What you will do: Lines of the listing that contain "restored" need to be copied.

Data to process:
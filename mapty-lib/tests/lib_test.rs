use anyhow::Result;
use mapty_lib::{
    AlertQueue, App, AppEvent, ConfiguredGeolocator, Coords, FormField, HeadlessMap,
    KeyValueStorage, MemoryStorage, SqliteStorage, TileLayer, WorkoutKind, WorkoutStore,
    STORAGE_KEY,
};

type TestApp<S> = App<S, HeadlessMap, AlertQueue>;

const HOME: Coords = Coords::new(51.5, -0.1);

// Helper function to create a controller over in-memory storage with a loaded map
fn create_test_app() -> TestApp<MemoryStorage> {
    create_test_app_with(MemoryStorage::new())
}

fn create_test_app_with<S: KeyValueStorage>(storage: S) -> TestApp<S> {
    let mut app = App::new(storage, AlertQueue::new(), 13);
    let loaded = app.load_map(
        HeadlessMap::default(),
        &ConfiguredGeolocator::new(Some(HOME)),
        &TileLayer::default(),
    );
    assert!(loaded);
    app
}

fn fill_form<S: KeyValueStorage>(
    app: &mut TestApp<S>,
    kind: WorkoutKind,
    distance: &str,
    duration: &str,
    metric: &str,
) {
    let form = app.form_mut();
    form.set_kind(kind);
    form.set_field(FormField::Distance, distance);
    form.set_field(FormField::Duration, duration);
    form.set_field(form.metric_field(), metric);
}

fn markers<S: KeyValueStorage>(app: &TestApp<S>) -> usize {
    app.map().map_or(0, |m| m.backend().markers.len())
}

#[test]
fn test_submit_running_workout() -> Result<()> {
    let mut app = create_test_app();
    app.handle_event(AppEvent::MapClicked(Coords::new(51.51, -0.12)));
    assert!(app.form().is_visible());

    fill_form(&mut app, WorkoutKind::Running, "5", "25", "180");
    let id = app.submit_form().expect("workout should be created");

    let workout = app.store().find_by_id(&id).unwrap();
    assert_eq!(workout.pace(), Some(5.0));
    assert_eq!(workout.coords(), Coords::new(51.51, -0.12));
    assert!(workout.describe().starts_with("Running on "));

    // Form closes and its numbers are cleared
    assert!(!app.form().is_visible());
    assert!(app.form().distance_input.is_empty());

    // Home marker + workout marker
    assert_eq!(markers(&app), 2);
    let marker = &app.map().unwrap().backend().markers[1];
    assert_eq!(marker.popup.class_name, "running-popup");
    assert_eq!(marker.label, format!("🏃 {}", workout.describe()));

    // Persisted straight away
    let raw = app.store().storage().get_item(STORAGE_KEY)?.unwrap();
    assert!(raw.contains(&id));
    assert!(app.notifier().is_empty());
    Ok(())
}

#[test]
fn test_submit_cycling_workout() -> Result<()> {
    let mut app = create_test_app();
    app.handle_event(AppEvent::MapClicked(HOME));
    app.handle_event(AppEvent::ToggleType);
    fill_form(&mut app, WorkoutKind::Cycling, "20", "60", "150");
    app.handle_event(AppEvent::Submit);

    assert_eq!(app.workouts().len(), 1);
    assert_eq!(app.workouts()[0].speed(), Some(20.0));
    assert_eq!(
        app.map().unwrap().backend().markers[1].popup.class_name,
        "cycling-popup"
    );
    // The type survives hiding the form
    assert_eq!(app.form().kind(), WorkoutKind::Cycling);
    Ok(())
}

#[test]
fn test_invalid_input_is_rejected_with_alert() -> Result<()> {
    let mut app = create_test_app();
    app.handle_event(AppEvent::MapClicked(HOME));

    fill_form(&mut app, WorkoutKind::Running, "0", "25", "180");
    assert!(app.submit_form().is_none());
    assert_eq!(
        app.notifier_mut().pop().as_deref(),
        Some("0 must be a positive number")
    );

    fill_form(&mut app, WorkoutKind::Cycling, "10", "-5", "100");
    assert!(app.submit_form().is_none());
    assert_eq!(
        app.notifier_mut().pop().as_deref(),
        Some("-5 must be a positive number")
    );

    fill_form(&mut app, WorkoutKind::Cycling, "10", "30", "lots");
    assert!(app.submit_form().is_none());
    assert_eq!(
        app.notifier_mut().pop().as_deref(),
        Some("NaN is not a finite number")
    );

    // Nothing was created or saved, and the form is still open for corrections
    assert!(app.workouts().is_empty());
    assert_eq!(markers(&app), 1);
    assert!(app.form().is_visible());
    assert_eq!(app.store().storage().get_item(STORAGE_KEY)?, None);
    Ok(())
}

#[test]
fn test_submit_without_map_click_does_nothing() -> Result<()> {
    let mut app = create_test_app();
    fill_form(&mut app, WorkoutKind::Running, "5", "25", "180");
    assert!(app.submit_form().is_none());
    assert!(app.workouts().is_empty());
    assert!(app.notifier().is_empty());
    Ok(())
}

#[test]
fn test_cancel_hides_form_and_clears_inputs() -> Result<()> {
    let mut app = create_test_app();
    app.handle_event(AppEvent::MapClicked(HOME));
    fill_form(&mut app, WorkoutKind::Running, "5", "25", "180");
    app.handle_event(AppEvent::Cancel);

    assert!(!app.form().is_visible());
    assert!(app.form().cadence_input.is_empty());
    assert!(app.workouts().is_empty());
    Ok(())
}

#[test]
fn test_sidebar_click_pans_and_counts_once() -> Result<()> {
    let mut app = create_test_app();
    let spot = Coords::new(40.0, -3.7);
    app.handle_event(AppEvent::MapClicked(spot));
    fill_form(&mut app, WorkoutKind::Running, "10", "50", "170");
    let id = app.submit_form().unwrap();

    app.handle_event(AppEvent::SidebarClicked(id.clone()));

    let workout = app.store().find_by_id(&id).unwrap();
    assert_eq!(workout.clicks(), 1);
    let backend = app.map().unwrap().backend();
    assert_eq!(backend.view, Some((spot, 13)));
    assert_eq!(backend.animated_moves, 1);

    // The counter is saved with the workout
    let mut restored = WorkoutStore::new(app.store().storage().clone());
    restored.restore();
    assert_eq!(restored.find_by_id(&id).unwrap().clicks(), 1);

    // Unknown ids are ignored
    assert!(!app.select_workout("0000000000"));
    assert_eq!(app.map().unwrap().backend().animated_moves, 1);
    Ok(())
}

#[test]
fn test_workouts_survive_restart() -> Result<()> {
    let dir = tempfile::tempdir()?;
    let path = dir.path().join("storage.db");

    let before = {
        let mut app = create_test_app_with(SqliteStorage::open(&path)?);
        for (lat, distance) in [(1.0, "3"), (2.0, "6"), (3.0, "9")] {
            app.handle_event(AppEvent::MapClicked(Coords::new(lat, 0.0)));
            fill_form(&mut app, WorkoutKind::Running, distance, "30", "160");
            app.submit_form().unwrap();
        }
        app.workouts().to_vec()
    };

    // Ids stay unique even when created within the same millisecond
    let mut ids: Vec<_> = before.iter().map(|w| w.id().to_string()).collect();
    ids.dedup();
    assert_eq!(ids.len(), 3);

    let app: TestApp<SqliteStorage> = App::new(SqliteStorage::open(&path)?, AlertQueue::new(), 13);
    assert_eq!(app.workouts(), before.as_slice());
    for workout in app.workouts() {
        let expected = workout.duration() / workout.distance();
        assert!((workout.metric().value() - expected).abs() < 1e-9);
        assert_eq!(workout.metric().unit(), "min/km");
    }

    // Sidebar lists the newest first
    let rows = app.rows();
    assert_eq!(rows[0].id, before[2].id());
    assert_eq!(rows[2].id, before[0].id());
    Ok(())
}

#[test]
fn test_restore_renders_markers_once_map_loads() -> Result<()> {
    let mut app = create_test_app();
    app.handle_event(AppEvent::MapClicked(Coords::new(10.0, 10.0)));
    fill_form(&mut app, WorkoutKind::Running, "5", "25", "180");
    app.submit_form().unwrap();
    let storage = app.store().storage().clone();

    let mut reopened: TestApp<MemoryStorage> = App::new(storage, AlertQueue::new(), 13);
    assert_eq!(reopened.workouts().len(), 1);
    assert_eq!(reopened.rows().len(), 1);
    assert!(reopened.map().is_none());

    reopened.load_map(
        HeadlessMap::default(),
        &ConfiguredGeolocator::new(Some(HOME)),
        &TileLayer::default(),
    );
    assert_eq!(markers(&reopened), 2);
    Ok(())
}

#[test]
fn test_missing_position_alerts_and_degrades() -> Result<()> {
    let mut app: TestApp<MemoryStorage> = App::new(MemoryStorage::new(), AlertQueue::new(), 13);
    let loaded = app.load_map(
        HeadlessMap::default(),
        &ConfiguredGeolocator::denied(),
        &TileLayer::default(),
    );
    assert!(!loaded);
    assert!(app.map().is_none());
    assert_eq!(
        app.notifier_mut().pop().as_deref(),
        Some("Could not get your position! Permission denied.")
    );

    // Workouts can still be recorded; they just have no marker
    app.handle_event(AppEvent::MapClicked(HOME));
    fill_form(&mut app, WorkoutKind::Cycling, "15", "45", "0");
    let id = app.submit_form().unwrap();
    assert!(app.select_workout(&id));
    assert_eq!(app.store().find_by_id(&id).unwrap().clicks(), 1);
    Ok(())
}

#[test]
fn test_reset_clears_everything() -> Result<()> {
    let mut app = create_test_app();
    app.handle_event(AppEvent::MapClicked(HOME));
    fill_form(&mut app, WorkoutKind::Cycling, "20", "60", "150");
    app.submit_form().unwrap();
    app.handle_event(AppEvent::MapClicked(HOME));

    app.handle_event(AppEvent::Reset);

    assert!(app.workouts().is_empty());
    assert!(app.map().is_none());
    assert!(!app.form().is_visible());
    assert_eq!(app.form().kind(), WorkoutKind::Running);
    assert_eq!(app.store().storage().get_item(STORAGE_KEY)?, None);

    let mut store = WorkoutStore::new(app.store().storage().clone());
    store.restore();
    assert!(store.is_empty());
    Ok(())
}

Answer space:
    let mut restored = WorkoutStore::new(app.store().storage().clone());
    restored.restore();
    assert_eq!(restored.find_by_id(&id).unwrap().clicks(), 1);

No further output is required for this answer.